Liebe Leserinnen und Leser,

die Arbeit in der indischen Baumwollsaat-Produktion ist kein ungefährlicher Job. Ende Juni starb ein dreizehnjähriger Junge, als er Pestizide auf einer Baumwollsaatfarm versprühte. Die Saatgut-Unternehmen bezeichnen solche Vorkommnisse gern als Einzelfälle - doch allein die Kinderrechtsorganisation MV FOUNDATION hat in den vergangenen zwei Jahren 36 Fälle tödlich vergifteter Kinder dokumentiert. Zehntausende Kinder, teilweise nicht älter als acht Jahre, arbeiten in Südindien auf den Feldern - für Cent-Beträge. Da sie keine Schulen besuchen, werden sie niemals aus dem Armuts-Kreislauf ausbrechen können.

Auch die BAYER AG ist in diesem Sektor aktiv und bezieht ihr Saatgut von Zulieferern, die Kinder beschäftigen, genauso wie MONSANTO und andere Agro-Multis. Dies hat die COORDINATION GEGEN BAYER-GEFAHREN (CBG) im vergangenen Sommer in Deutschland publik gemacht. In einem gemeinsamen Brief haben sich die CBG, GERMANWATCH und der GLOBAL MARCH AGAINST CHILD LABOUR im Dezember an die BAYER AG gewandt und das Unternehmen aufgefordert, endlich Maßnahmen einzuleiten.

Lange hatten sich die Multis gesträubt, Verantwortung für die Beschäftigung von Kindern zu übernehmen - da dies bei ihren Zulieferern geschähe, könnten sie daran nichts ändern. Im September vergangenen Jahres haben sich die Unternehmen, darunter die indische BAYER-Tochter PROAGRO, mit Kinderrechts-Initiativen getroffen und ein wirksames Handeln zur Abschaffung von Kinderarbeit innerhalb eines halben Jahres zugesagt.

Inzwischen ist die doppelte Zeit vergangen und wir warten noch immer auf die
Umsetzung der versprochenen Maßnahmen. Die Kinderrechtsaktivistin Shantha Sinha von der MV FOUNDATION, unsere wichtigste Kontaktperson vor Ort, beschwerte sich Ende Juni, dass bis auf die Veröffentlichung von Statements und Flugblättern sowie internen Treffen nichts passiert sei.

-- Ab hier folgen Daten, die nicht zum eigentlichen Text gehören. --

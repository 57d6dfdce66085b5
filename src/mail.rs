//! Attachment source port: a black-box provider of email attachments.

use crate::error::{EtlError, Result};
use async_trait::async_trait;
use serde::Deserialize;
use std::path::{Path, PathBuf};
use tracing::debug;

/// Query filter applied when searching the mailbox.
#[derive(Debug, Clone)]
pub struct MailFilter {
    /// Substring match on the subject line.
    pub subject: String,
    /// Exact sender address.
    pub sender: String,
}

#[async_trait]
pub trait AttachmentSource: Send + Sync {
    /// Opaque identifiers of messages matching the filter, in mailbox order.
    async fn search(&self, filter: &MailFilter) -> Result<Vec<String>>;

    /// Decode the attachments of one message to local files and return their
    /// paths.
    async fn download_attachments(&self, message_id: &str) -> Result<Vec<PathBuf>>;
}

#[derive(Debug, Deserialize)]
struct MessageMeta {
    subject: String,
    sender: String,
}

/// Local maildir-style source: each subdirectory of `root` is one message,
/// holding a `message.json` with subject/sender plus the attachment files.
/// Attachments are "downloaded" by copying them into the temp directory,
/// mirroring how a real provider decodes them to local storage.
pub struct MaildirSource {
    root: PathBuf,
    temp_dir: PathBuf,
}

impl MaildirSource {
    pub fn new(root: impl Into<PathBuf>, temp_dir: impl Into<PathBuf>) -> Self {
        Self {
            root: root.into(),
            temp_dir: temp_dir.into(),
        }
    }

    async fn read_meta(&self, message_dir: &Path) -> Result<MessageMeta> {
        let raw = tokio::fs::read(message_dir.join("message.json"))
            .await
            .map_err(|e| {
                EtlError::Remote(format!(
                    "Unreadable message at {}: {}",
                    message_dir.display(),
                    e
                ))
            })?;
        Ok(serde_json::from_slice(&raw)?)
    }
}

#[async_trait]
impl AttachmentSource for MaildirSource {
    async fn search(&self, filter: &MailFilter) -> Result<Vec<String>> {
        let mut entries = match tokio::fs::read_dir(&self.root).await {
            Ok(entries) => entries,
            Err(e) if e.kind() == std::io::ErrorKind::NotFound => return Ok(Vec::new()),
            Err(e) => return Err(EtlError::Remote(format!("Mailbox listing failed: {e}"))),
        };

        let mut ids = Vec::new();
        while let Some(entry) = entries
            .next_entry()
            .await
            .map_err(|e| EtlError::Remote(format!("Mailbox listing failed: {e}")))?
        {
            if !entry.path().is_dir() {
                continue;
            }
            let meta = self.read_meta(&entry.path()).await?;
            if meta.subject.contains(&filter.subject) && meta.sender == filter.sender {
                ids.push(entry.file_name().to_string_lossy().into_owned());
            }
        }

        ids.sort();
        debug!("Found {} matching messages", ids.len());
        Ok(ids)
    }

    async fn download_attachments(&self, message_id: &str) -> Result<Vec<PathBuf>> {
        let message_dir = self.root.join(message_id);
        tokio::fs::create_dir_all(&self.temp_dir).await?;

        let mut entries = tokio::fs::read_dir(&message_dir)
            .await
            .map_err(|e| EtlError::Remote(format!("No such message '{message_id}': {e}")))?;

        let mut paths = Vec::new();
        while let Some(entry) = entries
            .next_entry()
            .await
            .map_err(|e| EtlError::Remote(format!("Attachment listing failed: {e}")))?
        {
            let name = entry.file_name();
            if name.to_string_lossy() == "message.json" || !entry.path().is_file() {
                continue;
            }
            let target = self.temp_dir.join(&name);
            tokio::fs::copy(entry.path(), &target).await?;
            paths.push(target);
        }

        paths.sort();
        Ok(paths)
    }
}

#[cfg(test)]
mod tests {
    use super::*;

    fn write_message(root: &Path, id: &str, subject: &str, sender: &str, files: &[(&str, &[u8])]) {
        let dir = root.join(id);
        std::fs::create_dir_all(&dir).unwrap();
        std::fs::write(
            dir.join("message.json"),
            format!(r#"{{"subject": "{subject}", "sender": "{sender}"}}"#),
        )
        .unwrap();
        for (name, bytes) in files {
            std::fs::write(dir.join(name), bytes).unwrap();
        }
    }

    #[tokio::test]
    async fn search_applies_subject_and_sender_filter() {
        let dir = tempfile::tempdir().unwrap();
        write_message(dir.path(), "m1", "Probando envio", "a@b.com", &[]);
        write_message(dir.path(), "m2", "Probando envio", "other@b.com", &[]);
        write_message(dir.path(), "m3", "Unrelated", "a@b.com", &[]);

        let source = MaildirSource::new(dir.path(), dir.path().join("tmp"));
        let filter = MailFilter {
            subject: "Probando".to_string(),
            sender: "a@b.com".to_string(),
        };
        assert_eq!(source.search(&filter).await.unwrap(), vec!["m1"]);
    }

    #[tokio::test]
    async fn downloads_attachments_to_temp_dir() {
        let dir = tempfile::tempdir().unwrap();
        write_message(
            dir.path(),
            "m1",
            "Probando",
            "a@b.com",
            &[("data.xlsx", b"bytes")],
        );

        let temp = dir.path().join("tmp");
        let source = MaildirSource::new(dir.path(), &temp);
        let paths = source.download_attachments("m1").await.unwrap();
        assert_eq!(paths, vec![temp.join("data.xlsx")]);
        assert_eq!(std::fs::read(&paths[0]).unwrap(), b"bytes");
    }
}
//! Spreadsheet decoding: raw xlsx bytes into a DataFrame.
//!
//! Cells are modeled as a small sum type before type harmonization so that
//! mixed columns (numbers and text in one column) survive loading intact.
//! Each source file has a fixed, known layout described by [`SheetLayout`].

use crate::error::{EtlError, Result};
use crate::headers::normalize_headers;
use calamine::{Data, Reader, Xlsx};
use polars::prelude::*;
use std::collections::HashSet;
use std::io::Cursor;
use tracing::warn;

/// A raw spreadsheet cell prior to type harmonization.
#[derive(Debug, Clone, PartialEq)]
pub enum CellValue {
    Missing,
    Text(String),
    Number(f64),
}

impl From<&Data> for CellValue {
    fn from(cell: &Data) -> Self {
        match cell {
            Data::Empty => CellValue::Missing,
            Data::String(s) => CellValue::Text(s.clone()),
            Data::Float(f) => CellValue::Number(*f),
            Data::Int(i) => CellValue::Number(*i as f64),
            Data::Bool(b) => CellValue::Text(b.to_string()),
            Data::DateTime(dt) => CellValue::Number(dt.as_f64()),
            Data::DateTimeIso(s) => CellValue::Text(s.clone()),
            Data::DurationIso(s) => CellValue::Text(s.clone()),
            // Excel error cells (#N/A, #DIV/0!, ...) carry no usable value.
            Data::Error(_) => CellValue::Missing,
        }
    }
}

impl CellValue {
    /// Text rendering used for header labels and for mixed-type columns.
    /// Integral numbers render without a decimal point, and missing cells
    /// render as "nan", which the column denylist later removes.
    fn display(&self) -> String {
        match self {
            CellValue::Missing => "nan".to_string(),
            CellValue::Text(s) => s.clone(),
            CellValue::Number(f) => render_number(*f),
        }
    }
}

fn render_number(f: f64) -> String {
    if f.fract() == 0.0 && f.abs() < 1e15 {
        format!("{}", f as i64)
    } else {
        f.to_string()
    }
}

/// Fixed physical layout of one known export format.
#[derive(Debug, Clone, Copy)]
pub struct SheetLayout {
    /// 0-based row index holding the real header labels.
    pub header_row: usize,
    /// 0-based row index where data starts.
    pub first_data_row: usize,
    /// Leading columns to discard (banner/index columns).
    pub skip_leading_cols: usize,
}

/// Forecast export: header on the first row, data right below.
pub const FORECAST_LAYOUT: SheetLayout = SheetLayout {
    header_row: 0,
    first_data_row: 1,
    skip_leading_cols: 0,
};

/// Sales export: a title banner above the header, real header on row 2,
/// data from row 3, and a spurious first column.
pub const SALES_LAYOUT: SheetLayout = SheetLayout {
    header_row: 2,
    first_data_row: 3,
    skip_leading_cols: 1,
};

/// Decode the first worksheet of an xlsx blob into a DataFrame with
/// normalized headers, honoring the given layout.
pub fn read_sheet(bytes: &[u8], layout: &SheetLayout) -> Result<DataFrame> {
    let mut workbook: Xlsx<_> = Xlsx::new(Cursor::new(bytes))
        .map_err(|e| EtlError::Spreadsheet(format!("Failed to open workbook: {e}")))?;

    let range = workbook
        .worksheet_range_at(0)
        .ok_or_else(|| EtlError::Spreadsheet("Workbook has no sheets".to_string()))?
        .map_err(|e| EtlError::Spreadsheet(format!("Failed to read sheet: {e}")))?;

    let grid: Vec<Vec<CellValue>> = range
        .rows()
        .map(|row| row.iter().map(CellValue::from).collect())
        .collect();

    frame_from_grid(grid, layout)
}

/// Build a DataFrame from a cell grid. Columns where every present cell is
/// numeric become Float64; anything else becomes text. Duplicate canonical
/// header names keep the first occurrence only (polars cannot represent
/// duplicates; in practice the duplicates are the junk "nan" columns).
pub fn frame_from_grid(grid: Vec<Vec<CellValue>>, layout: &SheetLayout) -> Result<DataFrame> {
    let header_cells = grid.get(layout.header_row).ok_or_else(|| {
        EtlError::Spreadsheet(format!(
            "Sheet has {} rows, header expected at row {}",
            grid.len(),
            layout.header_row
        ))
    })?;

    let labels: Vec<String> = header_cells
        .iter()
        .skip(layout.skip_leading_cols)
        .map(CellValue::display)
        .collect();
    let headers = normalize_headers(&labels);

    let data_rows: Vec<&Vec<CellValue>> = grid
        .iter()
        .skip(layout.first_data_row)
        .collect();

    let mut seen: HashSet<&str> = HashSet::new();
    let mut columns: Vec<Series> = Vec::with_capacity(headers.len());

    for (idx, name) in headers.iter().enumerate() {
        if !seen.insert(name.as_str()) {
            warn!("Dropping duplicate column '{}' (keeping first occurrence)", name);
            continue;
        }
        let cell_idx = idx + layout.skip_leading_cols;
        let cells: Vec<&CellValue> = data_rows
            .iter()
            .map(|row| row.get(cell_idx).unwrap_or(&CellValue::Missing))
            .collect();
        columns.push(build_column(name, &cells));
    }

    Ok(DataFrame::new(columns)?)
}

fn build_column(name: &str, cells: &[&CellValue]) -> Series {
    let all_numeric = cells
        .iter()
        .all(|c| matches!(c, CellValue::Number(_) | CellValue::Missing));

    if all_numeric {
        let values: Vec<Option<f64>> = cells
            .iter()
            .map(|c| match c {
                CellValue::Number(f) => Some(*f),
                _ => None,
            })
            .collect();
        Series::new(name, values)
    } else {
        let values: Vec<Option<String>> = cells
            .iter()
            .map(|c| match c {
                CellValue::Missing => None,
                other => Some(other.display()),
            })
            .collect();
        Series::new(name, values)
    }
}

So war zunächst zugesagt worden, dass die Namen der unter Vertrag genommenen Bauern für unabhängige Prüfungen an die MV FOUNDATION übergeben werden. Dann forderten die Unternehmen aus Vertraulichkeitsgründen, statt der Vertragsbauern nur die Dörfer aufzulisten. Aber selbst diese Daten sind von PROAGRO/BAYER Monate nach dem vereinbarten Termin nicht geliefert worden. Auch sollten Muster-Verträge übergeben werden, um zu kontrollieren, ob und in welcher Schärfe die Nichtbeschäftigung von Kindern verlangt wird. Denn erst kürzlich fand sich ein neu unter Vertrag genommener Bauer, der nichts von der Forderung eines Kinderarbeitsverbotes gehört hatte. Auch ist noch nicht belegt, ob in dieser Saison den Bauern wirklich mehr Geld gezahlt wird, wie aus Indien und Deutschland immer wieder gefordert wird. Denn nur dann können die Landwirte es sich leisten, Erwachsene einzustellen.

Inzwischen läuft die nächste Saison auf Hochtouren und noch immer arbeiten Tausende Kinder auf den Feldern. Es ist höchste Zeit, dass Unternehmen wie BAYER wirksame Maßnahmen ergreifen. Wir werden dies gemeinsam mit der CBG und dem GLOBAL MARCH AGAINST CHILD LABOUR weiterverfolgen.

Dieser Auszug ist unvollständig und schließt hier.